Nurses in palliative care are at risk of complex grief. Over time, multiple losses and poor support can take a significant emotional toll. Spending large amounts of time around others who are grieving, and dealing with complex ethical issues associated with the end of life, can also have a detrimental impact on a nurse's emotional wellbeing. Nurses who are at increased risk of experiencing complicated grief are those who:

  • Have long, close relationships with the deceased.
  • Witness deaths which are distressing.
  • Lack knowledge / skills / confidence in delivering high-quality palliative care, or in discussing death and dying.
  • Lack a psychologically-supportive work environment.
  • Experience other work-related stresses (e.g. time pressure, workload, etc.).
  • Have had previous difficult grief / bereavement experiences and / or accumulated grief.
  • Experience stress or other challenges in their personal life.

There are many signs which indicate that a nurse may be having difficulty coping.
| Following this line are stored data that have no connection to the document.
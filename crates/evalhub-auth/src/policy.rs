//! Role and tenant access policy.
//!
//! Predicates are total over `(principal, resolved chain)`. The `require_*`
//! guards turn a negative decision into [`AuthError::Forbidden`] with a fixed
//! message. Guards run after authentication and after resolution, so a
//! resource the caller cannot see has already surfaced as 404.

use evalhub_core::{Answer, Principal, ResolvedChain, Role};

use crate::AuthResult;
use crate::error::AuthError;

pub const INSTRUCTOR_REQUIRED: &str = "Instructor access required";
pub const NO_EVALUATION_ACCESS: &str = "You don't have access to this evaluation";
pub const NO_EVALUATION_MANAGEMENT: &str = "You don't have permission to manage this evaluation";
pub const OWN_ANSWERS_ONLY: &str = "You can only access your own answers";
pub const SAME_INSTITUTION_ONLY: &str = "You can only access resources from your institution";

const BASE_PERMISSIONS: &[&str] = &["view_evaluations", "submit_answers", "view_own_answers"];

const INSTRUCTOR_PERMISSIONS: &[&str] = &[
    "create_evaluations",
    "edit_evaluations",
    "delete_evaluations",
    "create_questions",
    "edit_questions",
    "delete_questions",
    "view_all_answers",
    "manage_users",
    "view_analytics",
];

pub fn is_instructor(principal: &Principal) -> bool {
    principal.role == Role::Instructor
}

pub fn is_student(principal: &Principal) -> bool {
    principal.role == Role::Student
}

/// The chain's institution node is the principal's institution.
pub fn same_tenant(principal: &Principal, chain: &ResolvedChain) -> bool {
    chain.institution_id() == Some(principal.institution_id)
}

pub fn can_access(principal: &Principal, chain: &ResolvedChain) -> bool {
    same_tenant(principal, chain)
}

pub fn can_manage(principal: &Principal, chain: &ResolvedChain) -> bool {
    can_access(principal, chain) && is_instructor(principal)
}

pub fn owns_or_is_instructor(principal: &Principal, answer: &Answer) -> bool {
    answer.user_id == principal.id || is_instructor(principal)
}

/// Capability strings reported to clients at sign-in.
pub fn permissions_for(role: Role) -> Vec<&'static str> {
    let mut permissions = BASE_PERMISSIONS.to_vec();
    if role == Role::Instructor {
        permissions.extend_from_slice(INSTRUCTOR_PERMISSIONS);
    }
    permissions
}

fn deny(principal: &Principal, message: &'static str) -> AuthError {
    tracing::debug!(
        principal_id = %principal.id,
        role = %principal.role,
        reason = message,
        "access denied"
    );
    AuthError::forbidden(message)
}

pub fn require_instructor(principal: &Principal) -> AuthResult<()> {
    if is_instructor(principal) {
        Ok(())
    } else {
        Err(deny(principal, INSTRUCTOR_REQUIRED))
    }
}

pub fn require_same_tenant(principal: &Principal, chain: &ResolvedChain) -> AuthResult<()> {
    if same_tenant(principal, chain) {
        Ok(())
    } else {
        Err(deny(principal, SAME_INSTITUTION_ONLY))
    }
}

pub fn require_access(principal: &Principal, chain: &ResolvedChain) -> AuthResult<()> {
    if can_access(principal, chain) {
        Ok(())
    } else {
        Err(deny(principal, NO_EVALUATION_ACCESS))
    }
}

pub fn require_management(principal: &Principal, chain: &ResolvedChain) -> AuthResult<()> {
    if can_manage(principal, chain) {
        Ok(())
    } else {
        Err(deny(principal, NO_EVALUATION_MANAGEMENT))
    }
}

pub fn require_ownership(principal: &Principal, answer: &Answer) -> AuthResult<()> {
    if owns_or_is_instructor(principal, answer) {
        Ok(())
    } else {
        Err(deny(principal, OWN_ANSWERS_ONLY))
    }
}

#[cfg(test)]
mod tests {
    use super::*;
    use evalhub_core::{
        NewAnswer, NewEvaluation, NewInstitution, NewRecord, Record, ResourceId,
    };
    use time::OffsetDateTime;

    fn id(n: u64) -> ResourceId {
        ResourceId::new(n)
    }

    fn record(draft: impl Into<NewRecord>, row_id: u64) -> Record {
        draft.into().into_record(id(row_id), OffsetDateTime::now_utc())
    }

    fn evaluation_chain(institution: u64) -> ResolvedChain {
        let inst = record(
            NewInstitution {
                name: "Acme".into(),
                description: None,
            },
            institution,
        );
        let eval = record(
            NewEvaluation {
                institution_id: id(institution),
                name: "Midterm".into(),
                description: None,
                is_active: true,
                access_code: Some("ABCD1234".into()),
            },
            50,
        );
        ResolvedChain::new(eval, vec![inst])
    }

    fn answer_by(user: u64) -> Answer {
        let rec = record(
            NewAnswer {
                user_id: id(user),
                evaluation_question_id: id(9),
                answer_text: Some("ok".into()),
                selected_options: vec![],
            },
            77,
        );
        match rec {
            Record::Answer(answer) => answer,
            _ => unreachable!(),
        }
    }

    #[test]
    fn can_manage_truth_table() {
        let chain = evaluation_chain(1);
        let cases = [
            (Role::Instructor, 1, true),
            (Role::Instructor, 2, false),
            (Role::Student, 1, false),
            (Role::Student, 2, false),
        ];
        for (role, institution, expected) in cases {
            let principal = Principal::new(id(5), id(institution), role);
            assert_eq!(can_manage(&principal, &chain), expected, "{role} @ {institution}");
            assert_eq!(require_management(&principal, &chain).is_ok(), expected);
        }
    }

    #[test]
    fn access_is_tenant_scoped() {
        let chain = evaluation_chain(1);
        let local = Principal::new(id(5), id(1), Role::Student);
        let foreign = Principal::new(id(6), id(2), Role::Instructor);
        assert!(can_access(&local, &chain));
        assert!(!can_access(&foreign, &chain));
        let err = require_access(&foreign, &chain).unwrap_err();
        assert_eq!(err.to_string(), NO_EVALUATION_ACCESS);
        let err = require_same_tenant(&foreign, &chain).unwrap_err();
        assert_eq!(err.to_string(), SAME_INSTITUTION_ONLY);
    }

    #[test]
    fn ownership() {
        let answer = answer_by(5);
        let author = Principal::new(id(5), id(1), Role::Student);
        let other = Principal::new(id(6), id(1), Role::Student);
        let instructor = Principal::new(id(7), id(1), Role::Instructor);
        assert!(owns_or_is_instructor(&author, &answer));
        assert!(owns_or_is_instructor(&instructor, &answer));
        assert!(!owns_or_is_instructor(&other, &answer));
        assert_eq!(
            require_ownership(&other, &answer).unwrap_err().to_string(),
            OWN_ANSWERS_ONLY
        );
    }

    #[test]
    fn roles_and_permissions() {
        let student = Principal::new(id(1), id(1), Role::Student);
        assert!(is_student(&student));
        assert!(!is_instructor(&student));
        assert!(require_instructor(&student).is_err());

        assert_eq!(permissions_for(Role::Student), BASE_PERMISSIONS.to_vec());
        let instructor = permissions_for(Role::Instructor);
        assert_eq!(instructor.len(), 12);
        assert!(instructor.contains(&"manage_users"));
    }
}
fn is_blank(value: &str) -> bool {
    value.trim().is_empty()
}

fn is_blank_opt(value: Option<&str>) -> bool {
    value.is_none_or(is_blank)
}

// ---------------------------------------------------------------------------
// Enumerations
// ---------------------------------------------------------------------------

#[derive(Debug, Clone, Copy, PartialEq, Eq, Hash, Serialize, Deserialize, Default)]
#[serde(rename_all = "snake_case")]
pub enum Role {
    #[default]
    Student,
    Instructor,
}

impl Role {
    pub const fn as_str(self) -> &'static str {
        match self {
            Role::Student => "student",
            Role::Instructor => "instructor",
        }
    }
}

impl fmt::Display for Role {
    fn fmt(&self, f: &mut fmt::Formatter<'_>) -> fmt::Result {
        f.write_str(self.as_str())
    }
}

impl FromStr for Role {
    type Err = CoreError;

    fn from_str(s: &str) -> Result<Self, Self::Err> {
        match s {
            "student" => Ok(Role::Student),
            "instructor" => Ok(Role::Instructor),
            other => Err(CoreError::invalid_resource(format!("unknown role '{other}'"))),
        }
    }
}

#[derive(Debug, Clone, Copy, PartialEq, Eq, Hash, Serialize, Deserialize)]
#[serde(rename_all = "snake_case")]
pub enum QuestionType {
    Text,
    MultipleChoiceSingle,
    MultipleChoiceMultiple,
    RatingScale,
    Emoji,
}

impl QuestionType {
    pub const fn as_str(self) -> &'static str {
        match self {
            QuestionType::Text => "text",
            QuestionType::MultipleChoiceSingle => "multiple_choice_single",
            QuestionType::MultipleChoiceMultiple => "multiple_choice_multiple",
            QuestionType::RatingScale => "rating_scale",
            QuestionType::Emoji => "emoji",
        }
    }

    /// Whether answers are given through `selected_options` rather than free text.
    pub const fn uses_options(self) -> bool {
        !matches!(self, QuestionType::Text)
    }
}

impl fmt::Display for QuestionType {
    fn fmt(&self, f: &mut fmt::Formatter<'_>) -> fmt::Result {
        f.write_str(self.as_str())
    }
}

// ---------------------------------------------------------------------------
// Models
// ---------------------------------------------------------------------------

#[derive(Debug, Clone, PartialEq, Eq, Serialize, Deserialize)]
pub struct Institution {
    pub id: ResourceId,
    pub name: String,
    #[serde(default)]
    pub description: Option<String>,
    #[serde(with = "time::serde::rfc3339")]
    pub created_at: OffsetDateTime,
    #[serde(with = "time::serde::rfc3339")]
    pub updated_at: OffsetDateTime,
}

#[derive(Debug, Clone, PartialEq, Eq, Serialize, Deserialize)]
pub struct User {
    pub id: ResourceId,
    pub institution_id: ResourceId,
    pub name: String,
    #[serde(default)]
    pub email: Option<String>,
    pub role: Role,
    #[serde(skip_serializing, default)]
    pub password_hash: Option<String>,
    #[serde(with = "time::serde::rfc3339")]
    pub created_at: OffsetDateTime,
    #[serde(with = "time::serde::rfc3339")]
    pub updated_at: OffsetDateTime,
}

impl User {
    pub fn is_instructor(&self) -> bool {
        self.role == Role::Instructor
    }
}

#[derive(Debug, Clone, PartialEq, Eq, Serialize, Deserialize)]
pub struct Evaluation {
    pub id: ResourceId,
    pub institution_id: ResourceId,
    pub name: String,
    #[serde(default)]
    pub description: Option<String>,
    pub access_code: String,
    pub is_active: bool,
    #[serde(default, with = "time::serde::rfc3339::option")]
    pub deleted_at: Option<OffsetDateTime>,
    #[serde(with = "time::serde::rfc3339")]
    pub created_at: OffsetDateTime,
    #[serde(with = "time::serde::rfc3339")]
    pub updated_at: OffsetDateTime,
}

impl Evaluation {
    pub const ACCESS_CODE_LEN: usize = 8;
    const ACCESS_CODE_CHARSET: &'static [u8] = b"ABCDEFGHIJKLMNOPQRSTUVWXYZ0123456789";

    /// Random 8-character code over `A-Z0-9`.
    pub fn generate_access_code() -> String {
        let mut rng = rand::thread_rng();
        (0..Self::ACCESS_CODE_LEN)
            .map(|_| {
                let idx = rng.gen_range(0..Self::ACCESS_CODE_CHARSET.len());
                char::from(Self::ACCESS_CODE_CHARSET[idx])
            })
            .collect()
    }

    pub fn is_valid_access_code(code: &str) -> bool {
        code.len() == Self::ACCESS_CODE_LEN
            && code
                .bytes()
                .all(|b| b.is_ascii_uppercase() || b.is_ascii_digit())
    }
}

#[derive(Debug, Clone, PartialEq, Eq, Serialize, Deserialize)]
pub struct Question {
    pub id: ResourceId,
    pub institution_id: ResourceId,
    pub question_text: String,
    pub question_type: QuestionType,
    #[serde(default)]
    pub options: Vec<String>,
    #[serde(default, with = "time::serde::rfc3339::option")]
    pub deleted_at: Option<OffsetDateTime>,
    #[serde(with = "time::serde::rfc3339")]
    pub created_at: OffsetDateTime,
    #[serde(with = "time::serde::rfc3339")]
    pub updated_at: OffsetDateTime,
}

#[derive(Debug, Clone, PartialEq, Eq, Serialize, Deserialize)]
pub struct EvaluationQuestion {
    pub id: ResourceId,
    pub evaluation_id: ResourceId,
    pub question_id: ResourceId,
    pub position: u32,
    #[serde(default)]
    pub is_modified: bool,
    #[serde(with = "time::serde::rfc3339")]
    pub created_at: OffsetDateTime,
    #[serde(with = "time::serde::rfc3339")]
    pub updated_at: OffsetDateTime,
}

#[derive(Debug, Clone, PartialEq, Eq, Serialize, Deserialize)]
pub struct Answer {
    pub id: ResourceId,
    pub user_id: ResourceId,
    pub evaluation_question_id: ResourceId,
    #[serde(default)]
    pub answer_text: Option<String>,
    #[serde(default)]
    pub selected_options: Vec<String>,
    #[serde(with = "time::serde::rfc3339")]
    pub created_at: OffsetDateTime,
    #[serde(with = "time::serde::rfc3339")]
    pub updated_at: OffsetDateTime,
}

/// Checks an answer's content against the type of the question it answers.
pub fn validate_answer(
    question_type: QuestionType,
    answer_text: Option<&str>,
    selected_options: &[String],
) -> ValidationErrors {
    let mut errors = ValidationErrors::new();
    if is_blank_opt(answer_text) && selected_options.is_empty() {
        errors.add_base("Must provide an answer");
    }
    if question_type.uses_options() {
        if selected_options.is_empty() {
            errors.add("selected_options", "is required for this question type");
        }
    } else if is_blank_opt(answer_text) {
        errors.add("answer_text", "is required for text questions");
    }
    errors
}

// ---------------------------------------------------------------------------
// Record
// ---------------------------------------------------------------------------

/// Any stored row.
#[derive(Debug, Clone, PartialEq, Eq, Serialize)]
#[serde(untagged)]
pub enum Record {
    Institution(Institution),
    User(User),
    Evaluation(Evaluation),
    Question(Question),
    EvaluationQuestion(EvaluationQuestion),
    Answer(Answer),
}

impl Record {
    pub fn resource_type(&self) -> ResourceType {
        match self {
            Record::Institution(_) => ResourceType::Institution,
            Record::User(_) => ResourceType::User,
            Record::Evaluation(_) => ResourceType::Evaluation,
            Record::Question(_) => ResourceType::Question,
            Record::EvaluationQuestion(_) => ResourceType::EvaluationQuestion,
            Record::Answer(_) => ResourceType::Answer,
        }
    }

    pub fn id(&self) -> ResourceId {
        match self {
            Record::Institution(r) => r.id,
            Record::User(r) => r.id,
            Record::Evaluation(r) => r.id,
            Record::Question(r) => r.id,
            Record::EvaluationQuestion(r) => r.id,
            Record::Answer(r) => r.id,
        }
    }

    /// Value of the foreign key column pointing at `target`, if this type has one.
    pub fn foreign_key(&self, target: ResourceType) -> Option<ResourceId> {
        use ResourceType as T;
        match (self, target) {
            (Record::User(r), T::Institution) => Some(r.institution_id),
            (Record::Evaluation(r), T::Institution) => Some(r.institution_id),
            (Record::Question(r), T::Institution) => Some(r.institution_id),
            (Record::EvaluationQuestion(r), T::Evaluation) => Some(r.evaluation_id),
            (Record::EvaluationQuestion(r), T::Question) => Some(r.question_id),
            (Record::Answer(r), T::User) => Some(r.user_id),
            (Record::Answer(r), T::EvaluationQuestion) => Some(r.evaluation_question_id),
            _ => None,
        }
    }

    pub fn deleted_at(&self) -> Option<OffsetDateTime> {
        match self {
            Record::Evaluation(r) => r.deleted_at,
            Record::Question(r) => r.deleted_at,
            _ => None,
        }
    }

    pub fn is_deleted(&self) -> bool {
        self.deleted_at().is_some()
    }

    /// Sets or clears the soft-delete marker. Returns `false` for types without one.
    pub fn set_deleted_at(&mut self, at: Option<OffsetDateTime>) -> bool {
        match self {
            Record::Evaluation(r) => r.deleted_at = at,
            Record::Question(r) => r.deleted_at = at,
            _ => return false,
        }
        true
    }

    pub fn created_at(&self) -> OffsetDateTime {
        match self {
            Record::Institution(r) => r.created_at,
            Record::User(r) => r.created_at,
            Record::Evaluation(r) => r.created_at,
            Record::Question(r) => r.created_at,
            Record::EvaluationQuestion(r) => r.created_at,
            Record::Answer(r) => r.created_at,
        }
    }

    pub fn touch(&mut self, now: OffsetDateTime) {
        match self {
            Record::Institution(r) => r.updated_at = now,
            Record::User(r) => r.updated_at = now,
            Record::Evaluation(r) => r.updated_at = now,
            Record::Question(r) => r.updated_at = now,
            Record::EvaluationQuestion(r) => r.updated_at = now,
            Record::Answer(r) => r.updated_at = now,
        }
    }

    /// Single-record attribute checks. Cross-record checks (foreign keys,
    /// uniqueness, answer shape vs. question type) happen elsewhere.
    pub fn validate(&self) -> ValidationErrors {
        let mut errors = ValidationErrors::new();
        match self {
            Record::Institution(r) => {
                if is_blank(&r.name) {
                    errors.add("name", BLANK);
                }
            }
            Record::User(r) => {
                if is_blank(&r.name) {
                    errors.add("name", BLANK);
                }
                if r.role == Role::Instructor && is_blank_opt(r.email.as_deref()) {
                    errors.add("email", BLANK);
                }
            }
            Record::Evaluation(r) => {
                if is_blank(&r.name) {
                    errors.add("name", BLANK);
                }
                if !Evaluation::is_valid_access_code(&r.access_code) {
                    errors.add("access_code", "is invalid");
                }
            }
            Record::Question(r) => {
                if is_blank(&r.question_text) {
                    errors.add("question_text", BLANK);
                }
            }
            Record::EvaluationQuestion(r) => {
                if r.position == 0 {
                    errors.add("position", "must be greater than 0");
                }
            }
            Record::Answer(r) => {
                if is_blank_opt(r.answer_text.as_deref()) && r.selected_options.is_empty() {
                    errors.add_base("Must provide an answer");
                }
            }
        }
        errors
    }

    pub fn to_json(&self) -> serde_json::Value {
        serde_json::to_value(self).unwrap_or(serde_json::Value::Null)
    }

    /// Parses a serialized row of `resource_type`.
    pub fn from_json(
        resource_type: ResourceType,
        value: serde_json::Value,
    ) -> Result<Self, CoreError> {
        Ok(match resource_type {
            ResourceType::Institution => Record::Institution(serde_json::from_value(value)?),
            ResourceType::User => Record::User(serde_json::from_value(value)?),
            ResourceType::Evaluation => Record::Evaluation(serde_json::from_value(value)?),
            ResourceType::Question => Record::Question(serde_json::from_value(value)?),
            ResourceType::EvaluationQuestion => {
                Record::EvaluationQuestion(serde_json::from_value(value)?)
            }
            ResourceType::Answer => Record::Answer(serde_json::from_value(value)?),
        })
    }

    /// Copy of this row with `attributes` written over its columns.
    ///
    /// `id`, timestamps and `deleted_at` are never overwritten.
    pub fn merged(
        &self,
        attributes: &serde_json::Map<String, serde_json::Value>,
    ) -> Result<Self, CoreError> {
        let mut json = self.to_json();
        if let serde_json::Value::Object(columns) = &mut json {
            for (name, value) in attributes {
                if !IMMUTABLE_COLUMNS.contains(&name.as_str()) {
                    columns.insert(name.clone(), value.clone());
                }
            }
        }
        let mut merged = Record::from_json(self.resource_type(), json)?;
        if let (Record::User(merged), Record::User(current)) = (&mut merged, self) {
            merged.password_hash = current.password_hash.clone();
        }
        Ok(merged)
    }
}

const IMMUTABLE_COLUMNS: &[&str] = &["id", "created_at", "updated_at", "deleted_at"];

/// Typed access to a [`Record`] variant.
pub trait Model: Sized {
    const RESOURCE_TYPE: ResourceType;

    fn id(&self) -> ResourceId;
    fn into_record(self) -> Record;
    fn from_record(record: Record) -> Option<Self>;
    fn from_record_ref(record: &Record) -> Option<&Self>;
}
These signs include:

  • Psychological signs: anxiety and / or depression; disproportionate worry, insecurity; insomnia; difficulty concentrating and making decisions; substance use (i.e. self-medicating); over-indulging in food; withdrawal from social contact; loss of interest in work, and a decreased quality of work; an irrational fear of death and dying, etc.
  • Physical signs: generalised aches; immune-compromise and chronic illness / infection; gastrointestinal upsets; hypertension, skin problems, etc.

Where a nurse identifies that they are having difficulty coping with grief and other complex emotions, they must inform their supervisor and other appropriate persons. Support should be provided, including skills to enable the nurse to manage grief in a healthy way.

Conclusion

Nurses should recognise that loss, suffering, grief and bereavement are normal, universal experiences in response to a person's death. Nurses will observe these issues in the patients for whom they care, in their families / carers / significant others, in their colleagues and in themselves. In this chapter, you have studied a variety of strategies you may use to effectively manage loss, suffering, grief and bereavement in patients' families / carers / significant others, in your colleagues, and in yourself, and how to promote emotional wellbeing among those in the palliative care context.